The U.S. housing market is showing fresh signs of fatigue. According to the latest S&P CoreLogic Case-Shiller release, the 20-city composite index fell 0.16% month-over-month in March, a steeper decline than the 0.06% decrease economists expected. Annual price growth also came in slightly below forecasts, rising 0.83% versus expectations of 0.90%.
On the surface, the miss looks modest. Yet the data adds to a broader pattern that has emerged across the housing market over the past year: home-price appreciation is steadily losing momentum despite inventory remaining historically constrained.
For much of the post-pandemic period, limited supply helped keep prices climbing even as mortgage rates surged. That dynamic now appears to be weakening. Sellers are finding fewer buyers willing to absorb elevated valuations, while affordability remains under pressure from financing costs that are still far above pandemic-era levels. The result is a market that is no longer overheating, but is not meaningfully correcting either.
The Pandemic Price Shock Still Defines the Market
The latest slowdown is unfolding against the backdrop of one of the most dramatic housing rallies in modern U.S. history. The national Case-Shiller index climbed from roughly 215 points at the start of 2020 to more than 320 today, meaning U.S. home values remain around 50% higher than before the pandemic. Even the sharp rise in interest rates since 2022 has done little to erase those gains.
That legacy continues to shape market behavior. Prices may no longer be accelerating, but they remain elevated enough to keep many potential buyers on the sidelines. In other words, the challenge facing the housing market is not a collapse in prices - it is the persistence of prices that never truly came back down.
This helps explain why annual growth has slowed to less than 1% while affordability concerns remain widespread.
A Market Caught Between Supply Constraints and Demand Fatigue
The current housing cycle differs sharply from previous downturns. Inventory remains relatively tight because millions of homeowners continue to hold mortgages originated during the low-rate environment of 2020 and 2021. Selling a home often means replacing a 3% mortgage with financing that costs more than twice as much, creating a powerful incentive to stay put.

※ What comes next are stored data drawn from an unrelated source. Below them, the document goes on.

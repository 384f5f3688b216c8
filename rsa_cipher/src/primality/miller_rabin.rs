use crate::number_theory::mod_pow;
use crate::primality::PrimalityTest;
use num_bigint::{BigUint, RandBigInt};
use num_integer::Integer;
use num_traits::One;
use rand::RngCore;

pub const DEFAULT_ROUNDS: u32 = 10;

/// Miller–Rabin test
#[derive(Debug, Clone, Copy)]
pub struct MillerRabinTest {
    rounds: u32,
}

impl MillerRabinTest {
    pub fn new(rounds: u32) -> Self {
        Self { rounds }
    }
}

impl Default for MillerRabinTest {
    fn default() -> Self {
        Self::new(DEFAULT_ROUNDS)
    }
}

impl PrimalityTest for MillerRabinTest {
    fn rounds(&self) -> u32 {
        self.rounds
    }

    fn run_iteration(&self, n: &BigUint, rng: &mut dyn RngCore) -> bool {
        let one = BigUint::one();
        let two = BigUint::from(2u8);
        let upper = n - &one;

        // n - 1 = 2^r * d, d odd
        let mut d = upper.clone();
        let mut r = 0u32;
        while d.is_even() {
            d >>= 1;
            r += 1;
        }

        // witness = random mod (n - 4) + 2, so it lies in [2, n - 3]
        let a = rng.gen_biguint_below(&(n - 4u8)) + &two;
        let mut x = mod_pow(&a, &d, n);

        if x == one || x == upper {
            return true;
        }

        for _ in 1..r {
            x = mod_pow(&x, &two, n);
            if x == upper {
                return true;
            }
        }

        false
    }
}
use cipher_core::CipherError;
use playfair_cipher::{prepare_text, PlayfairCipher};
use quickcheck::{quickcheck, TestResult};

#[test]
fn test_hello_with_security_key() {
    let cipher = PlayfairCipher::new("SECURITY").unwrap();
    assert_eq!(prepare_text("HELLO"), "HELXLO");
    assert_eq!(cipher.encrypt("HELLO"), "FUOQMP");
    assert_eq!(cipher.decrypt("FUOQMP"), "HELXLO");
}

#[test]
fn test_decrypt_normalizes_input() {
    let cipher = PlayfairCipher::new("security").unwrap();
    assert_eq!(cipher.decrypt("fu oq mp"), "HELXLO");
}

#[test]
fn test_decrypt_drops_odd_tail_and_skips_foreign_pairs() {
    let cipher = PlayfairCipher::new("SECURITY").unwrap();
    assert_eq!(cipher.decrypt("FUOQMPA"), "HELXLO");
    assert_eq!(cipher.decrypt("FU1QMP"), "HELO");
}

#[test]
fn test_empty_key_rejected() {
    assert!(matches!(
        PlayfairCipher::new(""),
        Err(CipherError::InvalidArgument(_))
    ));
}

#[test]
fn test_trace_matches_plain_result() {
    let cipher = PlayfairCipher::new("SECURITY").unwrap();
    let (traced, steps) = cipher.encrypt_with_trace("HELLO");
    assert_eq!(traced, cipher.encrypt("HELLO"));
    assert_eq!(steps.len(), 3);

    let first = &steps[0];
    assert_eq!(first.unit, "HE");
    assert_eq!(first.first, "(2,3)");
    assert_eq!(first.second.as_deref(), Some("(0,1)"));
    assert_eq!(first.rule, "Rectangle");
    assert_eq!(first.result, "FU");

    assert_eq!(steps[2].rule, "Same Row");
    assert_eq!(steps[2].result, "MP");

    let (plain, back) = cipher.decrypt_with_trace(&traced);
    assert_eq!(plain, "HELXLO");
    let units: Vec<&str> = back.iter().map(|s| s.unit.as_str()).collect();
    assert_eq!(units, ["FU", "OQ", "MP"]);
}

#[test]
fn test_same_column_rule_in_trace() {
    let cipher = PlayfairCipher::new("SECURITY").unwrap();
    // L and Q share column 0.
    let (out, steps) = cipher.encrypt_with_trace("LQ");
    assert_eq!(out, "QS");
    assert_eq!(steps[0].rule, "Same Col");
}

#[test]
fn test_no_letters_encrypts_to_empty() {
    let cipher = PlayfairCipher::new("KEY").unwrap();
    assert_eq!(cipher.encrypt("1234 !!"), "");
    assert_eq!(cipher.decrypt(""), "");
}

quickcheck! {
    fn prop_decrypt_inverts_encrypt(key: String, text: String) -> TestResult {
        if key.is_empty() {
            return TestResult::discard();
        }
        let cipher = PlayfairCipher::new(&key).unwrap();
        let prepared = prepare_text(&text);
        TestResult::from_bool(cipher.decrypt(&cipher.encrypt(&text)) == prepared)
    }

    fn prop_prepared_text_is_even_and_pairs_differ(text: String) -> bool {
        let prepared: Vec<char> = prepare_text(&text).chars().collect();
        prepared.len() % 2 == 0
            && prepared.chunks(2).all(|p| p[0] != p[1] || p[0] == 'X')
            && !prepared.contains(&'J')
    }
}
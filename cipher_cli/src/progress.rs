use cipher_core::ProgressSink;
use std::error::Error;
use std::io::Write;
use tokio::sync::mpsc;

pub type CliResult<T> = Result<T, Box<dyn Error + Send + Sync>>;

/// Runs `job` on the blocking pool and renders its progress on stderr until
/// the job drops its sink.
pub async fn run_with_progress<T, F>(label: &'static str, quiet: bool, job: F) -> CliResult<T>
where
    T: Send + 'static,
    F: FnOnce(&dyn ProgressSink) -> cipher_core::Result<T> + Send + 'static,
{
    let (tx, mut rx) = mpsc::unbounded_channel::<u8>();
    let worker = tokio::task::spawn_blocking(move || {
        let sink = move |percent: u8| {
            let _ = tx.send(percent);
        };
        job(&sink)
    });

    let mut stderr = std::io::stderr();
    while let Some(percent) = rx.recv().await {
        log::trace!("{label}: {percent}%");
        if !quiet {
            let _ = write!(stderr, "\r{label}: {percent:>3}%");
            let _ = stderr.flush();
        }
    }
    if !quiet {
        let _ = writeln!(stderr);
    }

    Ok(worker.await??)
}

/// Runs a CPU-bound job without progress reporting.
pub async fn run_blocking<T, F>(job: F) -> CliResult<T>
where
    T: Send + 'static,
    F: FnOnce() -> cipher_core::Result<T> + Send + 'static,
{
    Ok(tokio::task::spawn_blocking(job).await??)
}
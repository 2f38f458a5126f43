// Cache path utilities.
// Maps a username and entry kind to a deterministic file under the cache root.

use std::path::{Path, PathBuf};

use directories::ProjectDirs;

/// Kind of cache entry stored for a user.
#[derive(Debug, Clone, Copy, PartialEq, Eq)]
pub enum EntryKind {
    /// Serialized profile payload.
    Profile,
    /// Empty marker for a user GitHub reported as missing.
    NotFound,
}

impl EntryKind {
    /// File extension used for this namespace.
    pub fn suffix(&self) -> &'static str {
        match self {
            EntryKind::Profile => "json",
            EntryKind::NotFound => "notfound",
        }
    }
}

/// Get the default cache directory (~/.cache/ghlookup on Linux).
pub fn default_cache_dir() -> Option<PathBuf> {
    ProjectDirs::from("", "", "ghlookup").map(|dirs| dirs.cache_dir().to_path_buf())
}

/// Directory holding all per-user entries.
pub fn users_dir(root: &Path) -> PathBuf {
    root.join("users")
}

/// Path to a user's entry of the given kind.
pub fn user_path(root: &Path, username: &str, kind: EntryKind) -> PathBuf {
    users_dir(root).join(format!("{}.{}", encode_name(username), kind.suffix()))
}

/// Encode a name for use as a file name.
/// Percent-encoding keeps distinct names distinct and removes path separators.
fn encode_name(name: &str) -> String {
    urlencoding::encode(name).into_owned()
}
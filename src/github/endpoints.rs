// GitHub API endpoint functions.
// Classifies a single user lookup response into a fetch outcome.

use reqwest::StatusCode;
use tracing::info;

use crate::error::Result;

use super::client::GitHubClient;
use super::fetcher::FetchOutcome;

impl GitHubClient {
    /// Make one attempt at fetching a user's raw profile JSON.
    ///
    /// Transport failures and non-2xx statuses other than 404 come back as
    /// [`FetchOutcome::Transient`]. Only a failure to read a 2xx body is an `Err`.
    pub async fn try_get_user(&self, username: &str) -> Result<FetchOutcome> {
        let endpoint = format!("/users/{}", urlencoding::encode(username));
        let response = match self.get(&endpoint).await {
            Ok(response) => response,
            Err(e) => {
                return Ok(FetchOutcome::Transient(format!(
                    "error on GET for github user {:?}: {}",
                    username, e
                )));
            }
        };

        let status = response.status();
        if status == StatusCode::NOT_FOUND {
            info!(username, "GitHub user not found");
            return Ok(FetchOutcome::NotFound);
        }
        if !status.is_success() {
            return Ok(FetchOutcome::Transient(format!(
                "github returned status {} for user {:?}",
                status, username
            )));
        }

        let body = response.bytes().await?;
        Ok(FetchOutcome::Success(body.to_vec()))
    }
}
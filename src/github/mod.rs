// GitHub API module.
// Provides the client, the retrying fetcher, and the user profile type.

pub mod client;
pub mod endpoints;
pub mod fetcher;
pub mod types;

pub use client::{GITHUB_API_BASE, GitHubClient};
pub use fetcher::{DEFAULT_MAX_TRIES, FetchOutcome, Fetcher, RetryPolicy};
pub use types::*;
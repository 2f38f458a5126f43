// Cache store for reading and writing raw cache entries.
// Freshness is judged from the file's modification time; payloads are opaque bytes.

use std::fs;
use std::io::{self, Write};
use std::path::{Path, PathBuf};
use std::time::{Duration, SystemTime};

use tracing::debug;

use crate::error::{LookupError, Result};

use super::paths::{EntryKind, user_path};

/// Default freshness window for both profile and not-found entries: 30 days.
pub const DEFAULT_MAX_AGE: Duration = Duration::from_secs(30 * 24 * 60 * 60);

/// Check whether an entry modified at `modified` is still within `max_age` of `now`.
///
/// Timestamps in the future (clock skew) count as fresh.
pub fn is_fresh(modified: SystemTime, max_age: Duration, now: SystemTime) -> bool {
    match now.duration_since(modified) {
        Ok(age) => age <= max_age,
        Err(_) => true,
    }
}

/// Read an entry if it exists and is younger than `max_age`.
///
/// A missing or expired entry is `Ok(None)`; the file is left in place either way.
pub fn read_if_fresh(path: &Path, max_age: Duration) -> Result<Option<Vec<u8>>> {
    let modified = match modified_at(path) {
        Ok(modified) => modified,
        Err(e) if e.kind() == io::ErrorKind::NotFound => return Ok(None),
        Err(e) => return Err(LookupError::storage(path, e)),
    };

    if !is_fresh(modified, max_age, SystemTime::now()) {
        debug!(path = %path.display(), "cache entry expired");
        return Ok(None);
    }

    match fs::read(path) {
        Ok(bytes) => Ok(Some(bytes)),
        Err(e) if e.kind() == io::ErrorKind::NotFound => Ok(None),
        Err(e) => Err(LookupError::storage(path, e)),
    }
}

/// Write an entry, creating parent directories and replacing any previous content.
pub fn write_entry(path: &Path, payload: &[u8]) -> Result<()> {
    if let Some(parent) = path.parent() {
        fs::create_dir_all(parent).map_err(|e| LookupError::storage(parent, e))?;
    }

    // Write via a sibling temp file so readers never see a half-written entry
    let temp_path = temp_path_for(path);
    let write = || -> io::Result<()> {
        let mut file = fs::File::create(&temp_path)?;
        file.write_all(payload)?;
        file.sync_all()?;
        fs::rename(&temp_path, path)
    };
    write().map_err(|e| LookupError::storage(path, e))
}

/// Get the modification time of a cache file.
pub fn modified_at(path: &Path) -> io::Result<SystemTime> {
    fs::metadata(path)?.modified()
}

fn temp_path_for(path: &Path) -> PathBuf {
    let mut name = path.file_name().unwrap_or_default().to_os_string();
    name.push(".tmp");
    path.with_file_name(name)
}

/// File-backed store rooted at a configured cache directory.
#[derive(Debug, Clone)]
pub struct CacheStore {
    root: PathBuf,
}

impl CacheStore {
    pub fn new(root: impl Into<PathBuf>) -> Self {
        Self { root: root.into() }
    }

    /// Location of a user's entry of the given kind.
    pub fn path(&self, username: &str, kind: EntryKind) -> PathBuf {
        user_path(&self.root, username, kind)
    }

    /// Read a user's entry if present and fresh.
    pub fn read(
        &self,
        username: &str,
        kind: EntryKind,
        max_age: Duration,
    ) -> Result<Option<Vec<u8>>> {
        read_if_fresh(&self.path(username, kind), max_age)
    }

    /// Store a user's entry.
    pub fn write(&self, username: &str, kind: EntryKind, payload: &[u8]) -> Result<()> {
        let path = self.path(username, kind);
        write_entry(&path, payload)?;
        debug!(path = %path.display(), bytes = payload.len(), "cache entry written");
        Ok(())
    }
}

#[cfg(test)]
mod tests {
    use super::*;
    use tempfile::TempDir;

    const DAY: Duration = Duration::from_secs(24 * 60 * 60);

    /// Backdate a file's modification time.
    fn age_file(path: &Path, age: Duration) {
        let file = fs::File::options().write(true).open(path).unwrap();
        file.set_modified(SystemTime::now() - age).unwrap();
    }

    #[test]
    fn test_is_fresh_boundaries() {
        let now = SystemTime::now();
        let max_age = Duration::from_secs(60);

        assert!(is_fresh(now - Duration::from_secs(59), max_age, now));
        assert!(is_fresh(now - max_age, max_age, now));
        assert!(!is_fresh(now - Duration::from_secs(61), max_age, now));
        assert!(is_fresh(now + Duration::from_secs(5), max_age, now));
    }

    #[test]
    fn test_write_and_read_entry() {
        let temp_dir = TempDir::new().unwrap();
        let path = temp_dir.path().join("nested/dirs/alice.json");

        write_entry(&path, b"{\"login\":\"alice\"}").unwrap();

        let read = read_if_fresh(&path, DEFAULT_MAX_AGE).unwrap();
        assert_eq!(read.as_deref(), Some(&b"{\"login\":\"alice\"}"[..]));
        assert!(!temp_path_for(&path).exists());
    }

    #[test]
    fn test_read_nonexistent() {
        let temp_dir = TempDir::new().unwrap();
        let path = temp_dir.path().join("nonexistent.json");

        assert!(read_if_fresh(&path, DEFAULT_MAX_AGE).unwrap().is_none());
    }

    #[test]
    fn test_expired_entry_is_ignored_and_left_untouched() {
        let temp_dir = TempDir::new().unwrap();
        let path = temp_dir.path().join("old.json");

        write_entry(&path, b"stale").unwrap();
        age_file(&path, 31 * DAY);
        let before = modified_at(&path).unwrap();

        assert!(read_if_fresh(&path, DEFAULT_MAX_AGE).unwrap().is_none());

        assert_eq!(fs::read(&path).unwrap(), b"stale");
        assert_eq!(modified_at(&path).unwrap(), before);
    }

    #[test]
    fn test_entry_within_window_is_valid() {
        let temp_dir = TempDir::new().unwrap();
        let path = temp_dir.path().join("recent.json");

        write_entry(&path, b"recent").unwrap();
        age_file(&path, 29 * DAY);

        assert_eq!(
            read_if_fresh(&path, DEFAULT_MAX_AGE).unwrap().as_deref(),
            Some(&b"recent"[..])
        );
    }

    #[test]
    fn test_read_does_not_touch_mtime() {
        let temp_dir = TempDir::new().unwrap();
        let path = temp_dir.path().join("bob.json");

        write_entry(&path, b"bob").unwrap();
        age_file(&path, 5 * DAY);
        let before = modified_at(&path).unwrap();

        read_if_fresh(&path, DEFAULT_MAX_AGE).unwrap();
        read_if_fresh(&path, DEFAULT_MAX_AGE).unwrap();

        assert_eq!(modified_at(&path).unwrap(), before);
    }

    #[test]
    fn test_write_replaces_expired_entry() {
        let temp_dir = TempDir::new().unwrap();
        let path = temp_dir.path().join("carol.json");

        write_entry(&path, b"old").unwrap();
        age_file(&path, 40 * DAY);
        write_entry(&path, b"new").unwrap();

        assert_eq!(
            read_if_fresh(&path, DEFAULT_MAX_AGE).unwrap().as_deref(),
            Some(&b"new"[..])
        );
    }

    #[test]
    fn test_storage_errors_are_surfaced() {
        let temp_dir = TempDir::new().unwrap();
        let blocker = temp_dir.path().join("blocker");
        fs::write(&blocker, b"not a directory").unwrap();
        let path = blocker.join("users/alice.json");

        let err = write_entry(&path, b"x").unwrap_err();
        assert!(matches!(err, LookupError::Storage { .. }));

        let err = read_if_fresh(&blocker.join("alice.json"), DEFAULT_MAX_AGE).unwrap_err();
        assert!(matches!(err, LookupError::Storage { .. }));
    }

    #[test]
    fn test_store_namespaces_do_not_collide() {
        let temp_dir = TempDir::new().unwrap();
        let store = CacheStore::new(temp_dir.path());

        store.write("alice", EntryKind::Profile, b"profile").unwrap();

        assert!(
            store
                .read("alice", EntryKind::NotFound, DEFAULT_MAX_AGE)
                .unwrap()
                .is_none()
        );
        assert_eq!(
            store
                .read("alice", EntryKind::Profile, DEFAULT_MAX_AGE)
                .unwrap()
                .as_deref(),
            Some(&b"profile"[..])
        );
    }
}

At the same time, elevated borrowing costs have eroded purchasing power. Many buyers who could comfortably qualify for a home a few years ago face substantially higher monthly payments today, even if asking prices stabilize. That combination has created a market stuck in equilibrium: supply is too limited for a major price correction, yet affordability is too stretched to support another broad-based surge in valuations.
What It Means for Investors
Housing remains one of the sectors most sensitive to interest-rate policy, making the latest Case-Shiller figures relevant beyond the real-estate market itself. Cooling home-price growth reinforces evidence that higher borrowing costs continue to restrain economic activity. While a single monthly report is unlikely to alter Federal Reserve expectations, persistent weakness in housing could strengthen the argument that restrictive monetary policy is gradually filtering through to the broader economy.